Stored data
========

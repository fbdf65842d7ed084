//! Cooldown-gated wake nudges.
//!
//! A wake request goes through a fixed decision sequence (unknown target,
//! active cooldown, already tracking, no chat to deliver to) and only the
//! final delivery step touches state: on a confirmed send the requester's
//! cooldown is written to the target's record and a [`WakeEvent`] is logged so
//! a reply can later be routed back by the reply router.
//!
//! There is no locking between the cooldown read and write. Two concurrent
//! wakes of the same target by the same sender can both get through.
//!
//! [`WakeEvent`]: crate::database::models::WakeEvent

use chrono::{Duration, Utc};
use std::fmt;
use std::sync::Arc;

use crate::database::models::{NewWakeEvent, Person};
use crate::services::cooldown::format_remaining;
use crate::services::traits::{Directory, EventLog, NotificationChannel, StatusProbe};
use crate::utils::html::{capitalize, escape_html};
use crate::utils::logging::log_wake_decision;

/// Minutes a requester has to wait before nudging the same person again.
pub const DEFAULT_COOLDOWN_MINUTES: i64 = 60;

/// Who is asking for the wake and what they want to say.
#[derive(Debug, Clone)]
pub struct WakeRequest {
    pub sender_id: String,
    pub sender_name: String,
    pub message: Option<String>,
    /// Defaults to the sender's private chat.
    pub command_chat_id: String,
    pub command_message_id: i32,
}

impl WakeRequest {
    pub fn new(
        sender_id: impl Into<String>,
        sender_name: impl Into<String>,
        message: Option<String>,
        command_message_id: i32,
    ) -> Self {
        let sender_id = sender_id.into();
        Self {
            command_chat_id: sender_id.clone(),
            sender_id,
            sender_name: sender_name.into(),
            message: message.filter(|m| !m.trim().is_empty()),
            command_message_id,
        }
    }

    /// Sets the chat the command was sent in, e.g. a group.
    pub fn in_chat(mut self, chat_id: impl Into<String>) -> Self {
        self.command_chat_id = chat_id.into();
        self
    }
}

/// Result of a single wake attempt.
#[derive(Debug, Clone, PartialEq)]
pub enum WakeOutcome {
    NotFound { target: String },
    CooldownActive { target: String, remaining: Duration },
    AlreadyTracking { target: String },
    NoDestination { target: String },
    DeliveryFailed { target: String },
    Woken { target: String },
    DirectoryUnavailable,
}

impl WakeOutcome {
    pub fn is_woken(&self) -> bool {
        matches!(self, WakeOutcome::Woken { .. })
    }

    /// Refused before anything was sent.
    pub fn is_blocked(&self) -> bool {
        matches!(
            self,
            WakeOutcome::CooldownActive { .. }
                | WakeOutcome::AlreadyTracking { .. }
                | WakeOutcome::NoDestination { .. }
        )
    }

    pub fn icon(&self) -> &'static str {
        match self {
            WakeOutcome::Woken { .. } => "✅",
            WakeOutcome::AlreadyTracking { .. } => "🔨",
            WakeOutcome::CooldownActive { .. } => "⏳",
            _ => "⚠️",
        }
    }
}

impl fmt::Display for WakeOutcome {
    fn fmt(&self, f: &mut fmt::Formatter<'_>) -> fmt::Result {
        match self {
            WakeOutcome::NotFound { target } => write!(f, "User '{}' not found.", target),
            WakeOutcome::CooldownActive { target, remaining } => write!(
                f,
                "Wait {} before waking {} again.",
                format_remaining(*remaining),
                capitalize(target)
            ),
            WakeOutcome::AlreadyTracking { target } => {
                write!(f, "{} is already studying!", capitalize(target))
            }
            WakeOutcome::NoDestination { target } => {
                write!(f, "{} has no Telegram chat to send to.", capitalize(target))
            }
            WakeOutcome::DeliveryFailed { target } => {
                write!(f, "Failed to send message to {}.", capitalize(target))
            }
            WakeOutcome::Woken { target } => write!(f, "Successfully woke {}! 🔔", capitalize(target)),
            WakeOutcome::DirectoryUnavailable => {
                write!(f, "System error: the user directory is unavailable.")
            }
        }
    }
}

/// One line of a bulk wake.
#[derive(Debug, Clone, PartialEq)]
pub struct WakeAllEntry {
    pub name: String,
    pub outcome: WakeOutcome,
}

#[derive(Debug, Clone, PartialEq)]
pub enum WakeAllReport {
    Completed(Vec<WakeAllEntry>),
    DirectoryUnavailable,
}

impl WakeAllReport {
    pub fn woken_count(&self) -> usize {
        match self {
            WakeAllReport::Completed(entries) => {
                entries.iter().filter(|e| e.outcome.is_woken()).count()
            }
            WakeAllReport::DirectoryUnavailable => 0,
        }
    }

    /// Renders the report as Telegram HTML.
    pub fn to_html(&self) -> String {
        let entries = match self {
            WakeAllReport::Completed(entries) => entries,
            WakeAllReport::DirectoryUnavailable => {
                return format!("⚠️ {}", escape_html(&WakeOutcome::DirectoryUnavailable.to_string()));
            }
        };

        if entries.is_empty() {
            return "📢 <b>Wake All Report</b>\n\nNobody is registered yet.".to_string();
        }

        let lines: Vec<String> = entries
            .iter()
            .map(|entry| {
                format!(
                    "{} {}: {}",
                    entry.outcome.icon(),
                    escape_html(&capitalize(&entry.name)),
                    escape_html(&entry.outcome.to_string())
                )
            })
            .collect();

        format!("📢 <b>Wake All Report</b>\n\n{}", lines.join("\n"))
    }
}

/// Builds the nudge text. Both user-provided parts are escaped.
pub fn compose_wake_notification(sender_name: &str, custom_message: Option<&str>) -> String {
    let mut text = format!(
        "⏰ <b>WAKE UP!</b>\n\n{} is nudging you to start studying!",
        escape_html(sender_name)
    );

    if let Some(message) = custom_message.filter(|m| !m.trim().is_empty()) {
        text.push_str(&format!(
            "\n\n💬 Message:\n<blockquote>{}</blockquote>",
            escape_html(message)
        ));
    }

    text
}

pub struct WakeEngine {
    directory: Arc<dyn Directory>,
    events: Arc<dyn EventLog>,
    probe: Arc<dyn StatusProbe>,
    channel: Arc<dyn NotificationChannel>,
    cooldown: Duration,
}

impl WakeEngine {
    pub fn new(
        directory: Arc<dyn Directory>,
        events: Arc<dyn EventLog>,
        probe: Arc<dyn StatusProbe>,
        channel: Arc<dyn NotificationChannel>,
    ) -> Self {
        Self {
            directory,
            events,
            probe,
            channel,
            cooldown: Duration::minutes(DEFAULT_COOLDOWN_MINUTES),
        }
    }

    pub fn with_cooldown(mut self, cooldown: Duration) -> Self {
        self.cooldown = cooldown;
        self
    }

    pub fn cooldown(&self) -> Duration {
        self.cooldown
    }

    /// Wakes one person, fetching the directory first.
    pub async fn request_wake(&self, request: &WakeRequest, target_name: &str) -> WakeOutcome {
        match self.directory.list_people().await {
            Ok(people) => self.wake_in(&people, request, target_name).await,
            Err(e) => {
                tracing::error!("Cannot read user directory for wake by {}: {}", request.sender_id, e);
                WakeOutcome::DirectoryUnavailable
            }
        }
    }

    /// Wakes one person out of an already fetched directory snapshot.
    pub async fn wake_in(
        &self,
        people: &[Person],
        request: &WakeRequest,
        target_name: &str,
    ) -> WakeOutcome {
        let outcome = self.decide_and_deliver(people, request, target_name).await;
        log_wake_decision(&request.sender_id, target_name, &outcome.to_string());
        outcome
    }

    /// Wakes everybody in the directory, one after another.
    pub async fn request_wake_all(&self, request: &WakeRequest) -> WakeAllReport {
        let people = match self.directory.list_people().await {
            Ok(people) => people,
            Err(e) => {
                tracing::error!("Cannot read user directory for wake-all by {}: {}", request.sender_id, e);
                return WakeAllReport::DirectoryUnavailable;
            }
        };

        let mut entries = Vec::with_capacity(people.len());
        for person in &people {
            let outcome = self.wake_in(&people, request, &person.name).await;
            entries.push(WakeAllEntry {
                name: person.name.clone(),
                outcome,
            });
        }

        WakeAllReport::Completed(entries)
    }

    async fn decide_and_deliver(
        &self,
        people: &[Person],
        request: &WakeRequest,
        target_name: &str,
    ) -> WakeOutcome {
        let target_key = target_name.trim().to_lowercase();
        let Some(target) = people.iter().find(|p| p.name.to_lowercase() == target_key) else {
            return WakeOutcome::NotFound {
                target: target_name.trim().to_string(),
            };
        };
        let name = target.name.clone();

        if let Some(remaining) = target.cooldowns.remaining(&request.sender_id, Utc::now()) {
            return WakeOutcome::CooldownActive { target: name, remaining };
        }

        if let Some(token) = target.tracking_token.as_deref() {
            if self.probe.is_tracking(token).await {
                return WakeOutcome::AlreadyTracking { target: name };
            }
        }

        let Some(chat_id) = target.chat_id.as_deref() else {
            return WakeOutcome::NoDestination { target: name };
        };

        let text = compose_wake_notification(&request.sender_name, request.message.as_deref());
        let message_id = match self.channel.send(chat_id, &text, None).await {
            Ok(message_id) => message_id,
            Err(e) => {
                tracing::warn!("Failed to deliver wake from {} to {}: {}", request.sender_id, name, e);
                return WakeOutcome::DeliveryFailed { target: name };
            }
        };

        // Delivered. Bookkeeping failures below are logged, not reported.
        match Utc::now().checked_add_signed(self.cooldown) {
            Some(expiry) => {
                let mut cooldowns = target.cooldowns.clone();
                cooldowns.set(request.sender_id.clone(), expiry);
                if let Err(e) = self.directory.update_cooldowns(&target.id, &cooldowns).await {
                    tracing::error!("Failed to store cooldown of {} on {}: {}", request.sender_id, name, e);
                }
            }
            None => tracing::error!(
                "Cooldown of {} minutes is out of range, not storing one for {} on {}",
                self.cooldown.num_minutes(),
                request.sender_id,
                name
            ),
        }

        let event = NewWakeEvent {
            sender: request.sender_id.clone(),
            receiver: chat_id.to_string(),
            notification_message_id: message_id,
            command_chat_id: request.command_chat_id.clone(),
            command_message_id: request.command_message_id,
        };
        if let Err(e) = self.events.record(event).await {
            tracing::error!("Failed to log wake of {} by {}: {}", name, request.sender_id, e);
        }

        WakeOutcome::Woken { target: name }
    }
}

========

* [PROBLEM TO WORK ON]
For every line of the records that has the word "bool" in it, make a copy.

* [WRITTEN SOLUTION]
    pub fn is_woken(&self) -> bool {
    pub fn is_blocked(&self) -> bool {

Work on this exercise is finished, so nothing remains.